Strand displacement DNA synthesis by T7 helicase–polymerase on variant Tus–Ter fork DNAs. (A) T7 helicase and T7 DNA polymerase were preincubated with the preformed replication fork substrate and reacted with 1 mM dNTPs. DNA forks: non-permissive (NP), GC(6) to AT mutation (C to T), GC(6) to CG mutation (C to G), GC(6) at the junction (C Junction), C Open, C C Bubble and permissive (P). Reactions were quenched at 0, 10, 30, 120, 240, 360, 600, 1800 s and products were resolved in sequencing gels. Arrows indicates the first arrest position band corresponding to the arrow on the TerB sequence below. (B) Plot showing ‘% run-off synthesis’ against time, quantified from the gels in (A) as described in ‘Materials and Methods’ section. (C) Percentages of the populations of replication forks that bypassed (gray), transiently stopped (red) or fully stopped (blue) at Tus bound to TerB sites bearing the GC(6) to CG (C to G; left) or GC(6) to TA mutation (C to A; right).
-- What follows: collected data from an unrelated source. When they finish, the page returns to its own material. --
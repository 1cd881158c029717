//! Text dump format
//!
//! A state dump is nine `key:value` lines:
//!
//! ```text
//! v_state_u8:<N bytes, 2-digit uppercase hex>
//! v_x_mult:<L words, 16-digit uppercase hex>
//! v_a_mult:...
//! v_b_mult:...
//! v_x_xor:...
//! v_a_xor:...
//! v_b_xor:...
//! idx_values_mult:<decimal>
//! idx_values_xor:<decimal>
//! ```
//!
//! A run writes one dump after construction, then for every request a
//! `v_vec_u64:` or `v_vec_f64:` line followed by another dump.

use std::fmt::Write as _;
use std::io::Write;

use crate::core::PrngError;
use crate::request::{GenerationRequest, ValueKind};
use crate::rng::{GeneratorState, RandomNumberDevice};

const SEPARATOR: &str = ",";

/// Digits after the decimal point for f64 values
pub const F64_PRECISION: usize = 17;

pub fn join_u8_hex(values: &[u8]) -> String {
    join_with(values, |out, v| write!(out, "{:02X}", v))
}

pub fn join_u64_hex(values: &[u64]) -> String {
    join_with(values, |out, v| write!(out, "{:016X}", v))
}

pub fn join_f64(values: &[f64]) -> String {
    join_with(values, |out, v| write!(out, "{:.*}", F64_PRECISION, v))
}

fn join_with<T: Copy>(
    values: &[T],
    mut fmt_one: impl FnMut(&mut String, T) -> std::fmt::Result,
) -> String {
    let mut out = String::new();
    for (i, &v) in values.iter().enumerate() {
        if i > 0 {
            out.push_str(SEPARATOR);
        }
        // writing into a String never fails
        let _ = fmt_one(&mut out, v);
    }
    out
}

/// Render the nine dump lines for a buffer and generator state
pub fn format_state_dump(state_bytes: &[u8], state: &GeneratorState) -> String {
    let p = state.params();
    let mut out = String::new();
    // writing into a String never fails
    let _ = writeln!(out, "v_state_u8:{}", join_u8_hex(state_bytes));
    let _ = writeln!(out, "v_x_mult:{}", join_u64_hex(&p.mult_x));
    let _ = writeln!(out, "v_a_mult:{}", join_u64_hex(&p.mult_a));
    let _ = writeln!(out, "v_b_mult:{}", join_u64_hex(&p.mult_b));
    let _ = writeln!(out, "v_x_xor:{}", join_u64_hex(&p.xor_x));
    let _ = writeln!(out, "v_a_xor:{}", join_u64_hex(&p.xor_a));
    let _ = writeln!(out, "v_b_xor:{}", join_u64_hex(&p.xor_b));
    let _ = writeln!(out, "idx_values_mult:{}", state.idx_mult());
    let _ = writeln!(out, "idx_values_xor:{}", state.idx_xor());
    out
}

/// Run one request against the device and render its value line
pub fn format_request(device: &mut RandomNumberDevice, request: &GenerationRequest) -> String {
    match request.kind {
        ValueKind::U64 => {
            let values = device.generate_u64(request.count);
            format!("v_vec_u64:{}\n", join_u64_hex(&values))
        }
        ValueKind::F64 => {
            let values = device.generate_f64(request.count);
            format!("v_vec_f64:{}\n", join_f64(&values))
        }
    }
}

/// Render a full run: the initial dump, then each request and its dump
///
/// Requests are served strictly in order.
///
/// # Example
/// ```
/// use prng_core_rs::output::render_session;
/// use prng_core_rs::request::parse_requests;
/// use prng_core_rs::RandomNumberDevice;
///
/// let mut device = RandomNumberDevice::new(&[0x00], 64).unwrap();
/// let requests = parse_requests("u64:1").unwrap();
/// let text = render_session(&mut device, &requests);
/// assert_eq!(text.lines().count(), 9 + 1 + 9);
/// ```
pub fn render_session(device: &mut RandomNumberDevice, requests: &[GenerationRequest]) -> String {
    let mut out = device.state_dump();
    for request in requests {
        out.push_str(&format_request(device, request));
        out.push_str(&device.state_dump());
    }
    out
}

/// Same as [`render_session`], streamed into `writer`
pub fn write_session<W: Write>(
    device: &mut RandomNumberDevice,
    requests: &[GenerationRequest],
    writer: &mut W,
) -> Result<(), PrngError> {
    device.write_state_dump(writer)?;
    for request in requests {
        writer.write_all(format_request(device, request).as_bytes())?;
        device.write_state_dump(writer)?;
    }
    Ok(())
}
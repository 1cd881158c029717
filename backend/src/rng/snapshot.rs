//! Saved copy of generator state
//!
//! The store owns its own [`GeneratorState`]; saving and restoring are deep
//! copies, so later draws on the live state never leak into the snapshot.

use super::state_machine::GeneratorState;

/// Holds the "previous" generator state
#[derive(Debug, Clone, PartialEq, Eq)]
pub struct SnapshotStore {
    previous: GeneratorState,
}

impl SnapshotStore {
    /// Create a store holding a copy of `current`
    pub fn new(current: &GeneratorState) -> Self {
        Self {
            previous: current.clone(),
        }
    }

    /// Overwrite the saved state with a copy of `current`
    pub fn save(&mut self, current: &GeneratorState) {
        self.previous.clone_from(current);
    }

    /// Overwrite `current` with a copy of the saved state
    pub fn restore(&self, current: &mut GeneratorState) {
        current.clone_from(&self.previous);
    }

    pub fn previous(&self) -> &GeneratorState {
        &self.previous
    }
}
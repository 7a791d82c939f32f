//! Cart Models

use jiff::Timestamp;
use rust_decimal::Decimal;

use crate::domain::{
    carts::records::{CartLineRecord, CartLineUuid, CartRecord, CartUuid},
    products::models::Product,
};

/// Cart Model
#[derive(Debug, Clone, PartialEq)]
pub struct Cart {
    pub uuid: CartUuid,
    pub lines: Vec<CartLine>,
}

impl Cart {
    #[must_use]
    pub fn from_records(record: CartRecord, lines: Vec<CartLineRecord>) -> Self {
        Self::with_lines(record.uuid, lines)
    }

    #[must_use]
    pub fn with_lines(uuid: CartUuid, lines: Vec<CartLineRecord>) -> Self {
        Self {
            uuid,
            lines: lines.into_iter().map(CartLine::from).collect(),
        }
    }

    /// Sum of `price × quantity` over every line; zero for an empty cart.
    #[must_use]
    pub fn total(&self) -> Decimal {
        self.lines.iter().map(CartLine::subtotal).sum()
    }

    /// Sum of line quantities; zero for an empty cart.
    #[must_use]
    pub fn item_count(&self) -> u64 {
        self.lines.iter().map(|line| u64::from(line.quantity)).sum()
    }

    #[must_use]
    pub fn is_empty(&self) -> bool {
        self.lines.is_empty()
    }
}

/// Cart Line Model
#[derive(Debug, Clone, PartialEq)]
pub struct CartLine {
    pub uuid: CartLineUuid,
    pub product: Product,
    pub quantity: u32,
    pub created_at: Timestamp,
}

impl CartLine {
    #[must_use]
    pub fn subtotal(&self) -> Decimal {
        self.product.price * Decimal::from(self.quantity)
    }
}

impl From<CartLineRecord> for CartLine {
    fn from(record: CartLineRecord) -> Self {
        Self {
            uuid: record.uuid,
            product: record.product.into(),
            quantity: record.quantity,
            created_at: record.created_at,
        }
    }
}
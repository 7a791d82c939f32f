//! Products

pub mod models;
pub mod records;
mod repository;

pub(crate) use repository::{PgProductsRepository, product_from_prefixed_row};
use std::io::Write;

use clap::Args;
use tiffin_app::domain::checkout::OrderAssembler;
use uuid::Uuid;

use crate::cli::{DatabaseArgs, output_error};

#[derive(Debug, Args)]
pub(crate) struct CreateOrderArgs {
    #[command(flatten)]
    database: DatabaseArgs,

    /// Customer whose cart is checked out
    #[arg(long)]
    customer: Uuid,
}

pub(crate) async fn run(args: CreateOrderArgs) -> Result<(), String> {
    let context = args.database.context().await?;

    execute(context.orders.as_ref(), args.customer, &mut std::io::stdout()).await
}

async fn execute(
    orders: &dyn OrderAssembler,
    customer: Uuid,
    out: &mut dyn Write,
) -> Result<(), String> {
    let order = orders
        .create_order(customer.into())
        .await
        .map_err(|error| format!("failed to create order: {error}"))?;

    writeln!(out, "order_uuid: {}", order.uuid).map_err(output_error)?;
    writeln!(out, "customer_uuid: {}", order.customer_uuid).map_err(output_error)?;
    writeln!(out, "restaurant_uuid: {}", order.restaurant_uuid).map_err(output_error)?;
    writeln!(out, "delivery_address: {}", order.delivery_address).map_err(output_error)?;
    writeln!(out, "postal_code: {}", order.postal_code).map_err(output_error)?;
    writeln!(out, "total_amount: {}", order.total_amount).map_err(output_error)?;
    writeln!(out, "status: {}", order.status).map_err(output_error)?;

    Ok(())
}
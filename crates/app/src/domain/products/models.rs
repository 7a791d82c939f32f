//! Product Models

use rust_decimal::Decimal;

use crate::domain::{
    products::records::{ProductRecord, ProductUuid},
    restaurants::records::RestaurantUuid,
};

/// Product Model
#[derive(Debug, Clone, PartialEq)]
pub struct Product {
    pub uuid: ProductUuid,
    pub restaurant_uuid: RestaurantUuid,
    pub name: String,
    pub price: Decimal,
}

impl From<ProductRecord> for Product {
    fn from(record: ProductRecord) -> Self {
        Self {
            uuid: record.uuid,
            restaurant_uuid: record.restaurant_uuid,
            name: record.name,
            price: record.price,
        }
    }
}
//! Checkout collaborators.
//!
//! Every checkout operation runs against one [`CheckoutUnit`]. Reads and writes made
//! through a unit become visible only once [`CheckoutUnit::commit`] succeeds; dropping
//! the unit discards them.

use async_trait::async_trait;

use crate::domain::{
    carts::{
        data::NewCartLine,
        records::{CartLineRecord, CartRecord, CartUuid},
    },
    checkout::errors::StoreError,
    customers::records::{CustomerRecord, CustomerUuid},
    orders::{data::NewOrder, records::OrderRecord},
    products::records::{ProductRecord, ProductUuid},
    restaurants::records::{RestaurantRecord, RestaurantUuid},
};

#[async_trait]
pub trait CustomerLookup: Send {
    async fn customer(
        &mut self,
        customer: CustomerUuid,
    ) -> Result<Option<CustomerRecord>, StoreError>;

    /// Find the owner of a cart. `None` when either the cart or its owner is absent.
    async fn customer_by_cart(
        &mut self,
        cart: CartUuid,
    ) -> Result<Option<CustomerRecord>, StoreError>;
}

#[async_trait]
pub trait ProductLookup: Send {
    async fn product(&mut self, product: ProductUuid) -> Result<Option<ProductRecord>, StoreError>;
}

#[async_trait]
pub trait RestaurantLookup: Send {
    async fn restaurant(
        &mut self,
        restaurant: RestaurantUuid,
    ) -> Result<Option<RestaurantRecord>, StoreError>;
}

#[async_trait]
pub trait CartStore: Send {
    /// Load a cart and hold it until the unit ends. Units that lock the same cart run
    /// one after the other, so the lines a unit reads are the lines it later clears.
    async fn lock_cart(&mut self, cart: CartUuid) -> Result<Option<CartRecord>, StoreError>;

    /// Lines of a cart, oldest first.
    async fn cart_lines(&mut self, cart: CartUuid) -> Result<Vec<CartLineRecord>, StoreError>;

    /// Add one unit of a product to a cart.
    ///
    /// Creates the line with quantity 1 when the product is not in the cart yet,
    /// otherwise increments the existing line. Must be atomic with respect to other
    /// units adding the same product.
    async fn increment_line(
        &mut self,
        line: NewCartLine,
    ) -> Result<Option<CartLineRecord>, StoreError>;

    /// Remove every line of a cart, returning how many were removed.
    async fn clear_lines(&mut self, cart: CartUuid) -> Result<u64, StoreError>;
}

#[async_trait]
pub trait OrderStore: Send {
    async fn insert_order(&mut self, order: NewOrder) -> Result<Option<OrderRecord>, StoreError>;
}

/// A single atomic unit of checkout work.
#[async_trait]
pub trait CheckoutUnit:
    CustomerLookup + ProductLookup + RestaurantLookup + CartStore + OrderStore
{
    async fn commit(self: Box<Self>) -> Result<(), StoreError>;
}

/// Source of [`CheckoutUnit`]s.
#[async_trait]
pub trait CheckoutStore: Send + Sync {
    async fn begin(&self) -> Result<Box<dyn CheckoutUnit>, StoreError>;
}
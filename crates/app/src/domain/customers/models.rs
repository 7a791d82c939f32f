//! Customer Models

use crate::domain::{
    carts::models::Cart,
    customers::records::{CustomerRecord, CustomerUuid},
};

/// Customer Model, together with the current contents of their cart.
#[derive(Debug, Clone, PartialEq)]
pub struct Customer {
    pub uuid: CustomerUuid,
    pub address: String,
    pub postal_code: String,
    pub cart: Cart,
}

impl Customer {
    /// Assemble a customer from its record and an already loaded cart.
    #[must_use]
    pub fn from_record(record: CustomerRecord, cart: Cart) -> Self {
        Self {
            uuid: record.uuid,
            address: record.address,
            postal_code: record.postal_code,
            cart,
        }
    }
}
//! Typed Uuids

use std::{
    cmp::Ordering,
    fmt::{Debug, Display, Formatter, Result as FmtResult},
    hash::{Hash, Hasher},
    marker::PhantomData,
    str::FromStr,
};

use uuid::Uuid;

/// A UUID tagged with the record type it identifies.
pub struct TypedUuid<T>(Uuid, PhantomData<T>);

impl<T> TypedUuid<T> {
    /// Generate a fresh time-ordered (v7) identifier.
    #[must_use]
    pub fn new() -> Self {
        Self::from_uuid(Uuid::now_v7())
    }

    pub const fn from_uuid(uuid: Uuid) -> Self {
        Self(uuid, PhantomData)
    }

    #[must_use]
    pub const fn into_uuid(self) -> Uuid {
        self.0
    }

    /// The nil UUID stands in for an identifier that was never supplied.
    #[must_use]
    pub const fn is_nil(&self) -> bool {
        self.0.is_nil()
    }
}

/// Defaults to the nil UUID, i.e. an identifier that was never supplied.
impl<T> Default for TypedUuid<T> {
    fn default() -> Self {
        Self::from_uuid(Uuid::nil())
    }
}

impl<T> Clone for TypedUuid<T> {
    fn clone(&self) -> Self {
        *self
    }
}

impl<T> Copy for TypedUuid<T> {}

impl<T> Debug for TypedUuid<T> {
    fn fmt(&self, f: &mut Formatter<'_>) -> FmtResult {
        Debug::fmt(&self.0, f)
    }
}

impl<T> Display for TypedUuid<T> {
    fn fmt(&self, f: &mut Formatter<'_>) -> FmtResult {
        Display::fmt(&self.0, f)
    }
}

impl<T> PartialEq for TypedUuid<T> {
    fn eq(&self, other: &Self) -> bool {
        self.0 == other.0
    }
}

impl<T> Eq for TypedUuid<T> {}

impl<T> Hash for TypedUuid<T> {
    fn hash<H: Hasher>(&self, state: &mut H) {
        self.0.hash(state);
    }
}

impl<T> PartialOrd for TypedUuid<T> {
    fn partial_cmp(&self, other: &Self) -> Option<Ordering> {
        Some(self.cmp(other))
    }
}

impl<T> Ord for TypedUuid<T> {
    fn cmp(&self, other: &Self) -> Ordering {
        self.0.cmp(&other.0)
    }
}

impl<T> FromStr for TypedUuid<T> {
    type Err = uuid::Error;

    fn from_str(s: &str) -> Result<Self, Self::Err> {
        Uuid::parse_str(s).map(Self::from_uuid)
    }
}

impl<T> From<Uuid> for TypedUuid<T> {
    fn from(value: Uuid) -> Self {
        Self::from_uuid(value)
    }
}

impl<T> From<TypedUuid<T>> for Uuid {
    fn from(value: TypedUuid<T>) -> Self {
        value.into_uuid()
    }
}
use clap::{Args, Subcommand};

mod migrate;

#[derive(Debug, Args)]
pub(crate) struct DbCommand {
    #[command(subcommand)]
    command: DbSubcommand,
}

#[derive(Debug, Subcommand)]
enum DbSubcommand {
    /// Apply the embedded schema migrations
    Migrate(migrate::MigrateArgs),
}

pub(crate) async fn run(command: DbCommand) -> Result<(), String> {
    match command.command {
        DbSubcommand::Migrate(args) => migrate::run(args).await,
    }
}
Error bars correspond to the standard deviation of binomial distributions. (D) Representative single molecule trajectories of the restart of DNA synthesis after transient stoppage at CG(6)-NP and TA(6)-NP TerB are shown. (E) The pause durations for events that restarted at CG(6)-NP or TA(6)-NP TerB were fit with Gaussian distributions (black and red lines, respectively). The repeat experiments carried out at 23°C are shown in Supplementary Figure S6–S9.

Figure 5.

Strand displacement DNA synthesis by T7 DNA polymerase alone on various Tus–Ter fork DNAs. (A) T7 DNA polymerase was preincubated with the preformed replication fork substrate and reacted with 1 mM dNTPs. The DNA forks used here were as follows: non-permissive (NP), GC(6) to AT mutation (C to T), GC(6) to CG mutation (C to G), GC(6) at the junction (C Junction), C Open, C C Bubble and permissive (P). Reactions were quenched at 0, 10, 30, 120, 240, 360, 600, 1800 s and products resolved in sequencing gels. Arrows indicates the first arrest position band corresponding to the arrows on the TerB sequence below. (B) Plot showing ‘% run-off synthesis’ against time, quantified from the sequencing gels in (A). The duplicate sets of experiments are shown in Supplementary Figure S10 and also those conducted at 23°C in Supplementary Figure S9.

Figure 6.

DNA unwinding by T7 helicase alone on various Tus–Ter fork DNAs. (A) Cartoon depiction of the stopped-flow fluorescence unwinding assay design (left). Fluorescence intensity traces represent the unwound ssDNA fraction as the result of DNA unwinding activity of T7 helicase on a non-permissive (NP) fork in the presence and absence of Tus (right), plotted against time. The plots are average of at least five reactions. (B) Radiometric gel unwinding assay showing helicase unwinding activity in the presence of Tus on non-permissive (NP), C Open, permissive (P) forks and on permissive (P) DNA forks in the absence of Tus. Reactions were quenched at 0, 10, 60, 600, 1800 s and then resolved in a non-denaturing PAGE gel. Lanes marked ‘ss’ represent single-stranded labeled DNA. (C) Plot showing unwound ssDNA fraction against time, quantified as described in ‘Materials and Methods’ section. (D) Comparison of run-off synthesis by helicase–DNA polymerase and DNA polymerase on fork DNAs with dsTerB in the non-permissive (NP) and permissive (P) orientations. The duplicate sets of experiments are shown in Supplementary Figure S11.

Figure 7.

Model for replication fork arrest. The helicase ring and DNA polymerase are bound at the fork junction containing the Tus–Ter complex. After the Ter sequence is unwound up to the GC(6) base pair, the unpaired C(6) base can flip out and bind into the cytosine-specific pocket on Tus to form the C(6) Tus–Ter lock, or reanneal back with its complementary base G(6), or become base-paired through DNA synthesis. The ‘pin’ for strand separation occurs when C(6) on the template strand is already within three or fewer nucleotides of the polymerase active site. When the helicase-polymerase complex unwinds DNA, the helicase traps the G(6) base to prevent reannealing of GC(6) base pair, aiding formation of the locked complex. If GC(6) base pair is unwound by the strand displacement activity of the isolated polymerase, the C(6) is captured by the polymerase through DNA synthesis, which prevents the formation of the locked complex.